## WHAT TO WORK ON:
Take the material below and restate it word for word, stopping after the line in which "simulated listener reports." occurs.

## INPUT:
//! Deterministic in-memory network.
//!
//! A [`SimNetwork`] is a set of pipes between test-side [`SimClient`]s and the
//! server-side [`SimStream`](crate::SimStream)s handed out by the simulated
//! listener. Everything is single-threaded and shared through `Rc<RefCell>`;
//! the server, its reactor, and the test all see the same pipe state.
//!
//! # Fault injection
//!
//! Each pipe can be told to fail its next read, to fail (or accept zero bytes
//! on) every write, or to accept only a limited number of bytes. A seeded
//! network additionally splits writes at random points so partial-write paths
//! get exercised without hand-written scripts.

use std::{
    cell::RefCell,
    collections::{BTreeMap, VecDeque},
    io,
    net::{IpAddr, Ipv4Addr, SocketAddr},
    rc::Rc,
};

use rand::{Rng, SeedableRng};
use rand_chacha::ChaCha8Rng;

/// Address the simulated listener reports.
pub const SIM_LISTEN_ADDR: SocketAddr = SocketAddr::new(IpAddr::V4(Ipv4Addr::LOCALHOST), 1337);

/// First ephemeral port handed to simulated clients.
const FIRST_CLIENT_PORT: u16 = 40_000;

/// Identifier of one simulated pipe.
#[derive(Debug, Clone, Copy, PartialEq, Eq, PartialOrd, Ord, Hash)]
pub struct PipeId(pub u64);

/// How server writes to a pipe fail.
#[derive(Debug, Clone, Copy, PartialEq, Eq)]
pub enum WriteFault {
    /// Every write returns this error
    Error(io::ErrorKind),
    /// Every write accepts zero bytes
    Zero,
}

/// One client ↔ server byte pipe.
#[derive(Debug)]
pub(crate) struct Pipe {
    pub(crate) peer: SocketAddr,
    /// Client → server bytes not yet read by the server
    pub(crate) inbound: VecDeque<u8>,
    /// Server → client bytes delivered so far
    pub(crate) delivered: Vec<u8>,
    /// Client shut down its sending side
    pub(crate) client_closed: bool,
    /// Next server read fails with this error
    pub(crate) read_fault: Option<io::ErrorKind>,
    /// Server writes fail
    pub(crate) write_fault: Option<WriteFault>,
    /// Bytes the server may still write. `None` is unlimited.
    pub(crate) write_budget: Option<usize>,
    /// Reactor refuses to enable write interest
    pub(crate) refuse_write_interest: bool,
    /// Times the server closed its end
    pub(crate) server_closes: usize,
}

impl Pipe {
    fn new(peer: SocketAddr) -> Self {
        Self {
            peer,
            inbound: VecDeque::new(),
            delivered: Vec::new(),
            client_closed: false,
            read_fault: None,
            write_fault: None,
            write_budget: None,
            refuse_write_interest: false,
            server_closes: 0,
        }
    }

    /// A server read would make progress (data, EOF, or error).
    pub(crate) fn readable(&self) -> bool {
        !self.inbound.is_empty() || self.client_closed || self.read_fault.is_some()
    }

    /// A server write would make progress (bytes or error).
    pub(crate) fn writable(&self) -> bool {
        self.write_fault.is_some() || self.write_budget != Some(0)
    }
}

#[derive(Debug)]
pub(crate) struct NetState {
    pub(crate) pipes: BTreeMap<PipeId, Pipe>,
    pub(crate) backlog: VecDeque<PipeId>,
    pub(crate) accept_faults: VecDeque<io::ErrorKind>,
    pub(crate) chaos: Option<ChaCha8Rng>,
    next_pipe: u64,
}

impl NetState {
    pub(crate) fn pipe(&self, id: PipeId) -> io::Result<&Pipe> {
        self.pipes.get(&id).ok_or_else(|| io::Error::from(io::ErrorKind::NotConnected))
    }

    pub(crate) fn pipe_mut(&mut self, id: PipeId) -> io::Result<&mut Pipe> {
        self.pipes.get_mut(&id).ok_or_else(|| io::Error::from(io::ErrorKind::NotConnected))
    }

    /// Bytes a single write of `len` bytes may deliver under chaos.
    ///
    /// `None` means "would block this time".
    pub(crate) fn chaos_limit(&mut self, len: usize) -> Option<usize> {
        let Some(rng) = self.chaos.as_mut() else {
            return Some(len);
        };
        if len == 0 {
            return Some(0);
        }
        if rng.gen_bool(0.25) {
            return None;
        }
        Some(rng.gen_range(1..=len))
    }
}

/// Shared simulated network.
#[derive(Debug, Clone)]
pub struct SimNetwork {
    pub(crate) state: Rc<RefCell<NetState>>,
}

impl Default for SimNetwork {
    fn default() -> Self {
        Self::new()
    }
}

impl SimNetwork {
    /// Network that delivers every write in full.
    pub fn new() -> Self {
        Self::build(None)
    }

    /// Network that splits and delays writes pseudo-randomly.
    ///
    /// The same seed always produces the same split points.
    pub fn with_seed(seed: u64) -> Self {
        Self::build(Some(ChaCha8Rng::seed_from_u64(seed)))
    }

    fn build(chaos: Option<ChaCha8Rng>) -> Self {
        let state = NetState {
            pipes: BTreeMap::new(),
            backlog: VecDeque::new(),
            accept_faults: VecDeque::new(),
            chaos,
            next_pipe: 1,
        };
        Self { state: Rc::new(RefCell::new(state)) }
    }

    /// Open a new connection. The server sees it on its next accept.
    pub fn connect(&self) -> SimClient {
        let mut state = self.state.borrow_mut();
        let id = PipeId(state.next_pipe);
        state.next_pipe += 1;

        let port = FIRST_CLIENT_PORT.wrapping_add(id.0 as u16);
        let peer = SocketAddr::new(IpAddr::V4(Ipv4Addr::LOCALHOST), port);
        state.pipes.insert(id, Pipe::new(peer));
        state.backlog.push_back(id);

        tracing::trace!(pipe = id.0, "sim connect");
        SimClient { net: self.clone(), pipe: id }
    }

    /// Make the next accept call fail with `kind`.
    pub fn fail_next_accept(&self, kind: io::ErrorKind) {
        self.state.borrow_mut().accept_faults.push_back(kind);
    }

    /// Connections waiting to be accepted.
    pub fn backlog_len(&self) -> usize {
        self.state.borrow().backlog.len()
    }

    /// Times the server closed each pipe, in pipe order.
    pub fn server_closes(&self) -> Vec<(PipeId, usize)> {
        self.state.borrow().pipes.iter().map(|(id, pipe)| (*id, pipe.server_closes)).collect()
    }
}

/// Test-side end of a simulated connection.
#[derive(Debug, Clone)]
pub struct SimClient {
    net: SimNetwork,
    pipe: PipeId,
}

impl SimClient {
    /// Pipe this client talks over.
    pub fn pipe_id(&self) -> PipeId {
        self.pipe
    }

    /// Queue bytes for the server to read.
    pub fn send(&self, data: &[u8]) {
        self.with_pipe(|pipe| pipe.inbound.extend(data.iter().copied()));
    }

    /// Shut down the sending side. The server reads end-of-stream once the
    /// queued bytes are consumed.
    pub fn close(&self) {
        self.with_pipe(|pipe| pipe.client_closed = true);
    }

    /// Everything the server has written to this client.
    pub fn received(&self) -> Vec<u8> {
        let state = self.net.state.borrow();
        state.pipes.get(&self.pipe).map(|p| p.delivered.clone()).unwrap_or_default()
    }

    /// [`SimClient::received`] as text.
    pub fn received_text(&self) -> String {
        String::from_utf8_lossy(&self.received()).into_owned()
    }

    /// Take and clear what the server has written so far.
    pub fn take_received(&self) -> Vec<u8> {
        let mut taken = Vec::new();
        self.with_pipe(|pipe| taken = std::mem::take(&mut pipe.delivered));
        taken
    }

    /// Make the server's next read fail with `kind`.
    pub fn fail_next_read(&self, kind: io::ErrorKind) {
        self.with_pipe(|pipe| pipe.read_fault = Some(kind));
    }

    /// Make every server write fail.
    pub fn break_writes(&self, fault: WriteFault) {
        self.with_pipe(|pipe| pipe.write_fault = Some(fault));
    }

    /// Limit how many more bytes the server may write. `None` lifts the
    /// limit.
    pub fn set_write_budget(&self, budget: Option<usize>) {
        self.with_pipe(|pipe| pipe.write_budget = budget);
    }

    /// Allow `bytes` more bytes on a limited pipe.
    pub fn grant(&self, bytes: usize) {
        self.with_pipe(|pipe| {
            if let Some(budget) = pipe.write_budget.as_mut() {
                *budget += bytes;
            }
        });
    }

    /// Make the reactor refuse to enable write interest for this pipe.
    pub fn refuse_write_interest(&self) {
        self.with_pipe(|pipe| pipe.refuse_write_interest = true);
    }

    /// Times the server closed its end of this pipe.
    pub fn server_closes(&self) -> usize {
        self.net.state.borrow().pipes.get(&self.pipe).map_or(0, |p| p.server_closes)
    }

    /// Whether the server has closed its end.
    pub fn is_closed_by_server(&self) -> bool {
        self.server_closes() > 0
    }

    /// Address the server sees for this client.
    pub fn peer_addr(&self) -> Option<SocketAddr> {
        self.net.state.borrow().pipes.get(&self.pipe).map(|p| p.peer)
    }

    fn with_pipe(&self, f: impl FnOnce(&mut Pipe)) {
        if let Some(pipe) = self.net.state.borrow_mut().pipes.get_mut(&self.pipe) {
            f(pipe);
        }
    }
}

#[cfg(test)]
mod tests {
    use super::*;

    #[test]
    fn connect_queues_backlog() {
        let net = SimNetwork::new();
        let a = net.connect();
        let b = net.connect();

        assert_eq!(net.backlog_len(), 2);
        assert_ne!(a.pipe_id(), b.pipe_id());
        assert_ne!(a.peer_addr(), b.peer_addr());
    }

    #[test]
    fn pipe_readiness_tracks_faults() {
        let net = SimNetwork::new();
        let client = net.connect();
        let id = client.pipe_id();

        assert!(!net.state.borrow().pipes[&id].readable());
        client.send(b"x");
        assert!(net.state.borrow().pipes[&id].readable());

        client.set_write_budget(Some(0));
        assert!(!net.state.borrow().pipes[&id].writable());
        client.grant(4);
        assert!(net.state.borrow().pipes[&id].writable());
    }

    #[test]
    fn chaos_is_deterministic_per_seed() {
        let draws = |seed| {
            let net = SimNetwork::with_seed(seed);
            let mut state = net.state.borrow_mut();
            (0..32).map(|_| state.chaos_limit(100)).collect::<Vec<_>>()
        };

        assert_eq!(draws(7), draws(7));
        assert!(draws(7).iter().flatten().all(|n| (1..=100).contains(n)));
    }
}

## OUTPUT OF THE TASK:
//! Deterministic in-memory network.
//!
//! A [`SimNetwork`] is a set of pipes between test-side [`SimClient`]s and the
//! server-side [`SimStream`](crate::SimStream)s handed out by the simulated
//! listener. Everything is single-threaded and shared through `Rc<RefCell>`;
//! the server, its reactor, and the test all see the same pipe state.
//!
//! # Fault injection
//!
//! Each pipe can be told to fail its next read, to fail (or accept zero bytes
//! on) every write, or to accept only a limited number of bytes. A seeded
//! network additionally splits writes at random points so partial-write paths
//! get exercised without hand-written scripts.

use std::{
    cell::RefCell,
    collections::{BTreeMap, VecDeque},
    io,
    net::{IpAddr, Ipv4Addr, SocketAddr},
    rc::Rc,
};

use rand::{Rng, SeedableRng};
use rand_chacha::ChaCha8Rng;

/// Address the simulated listener reports.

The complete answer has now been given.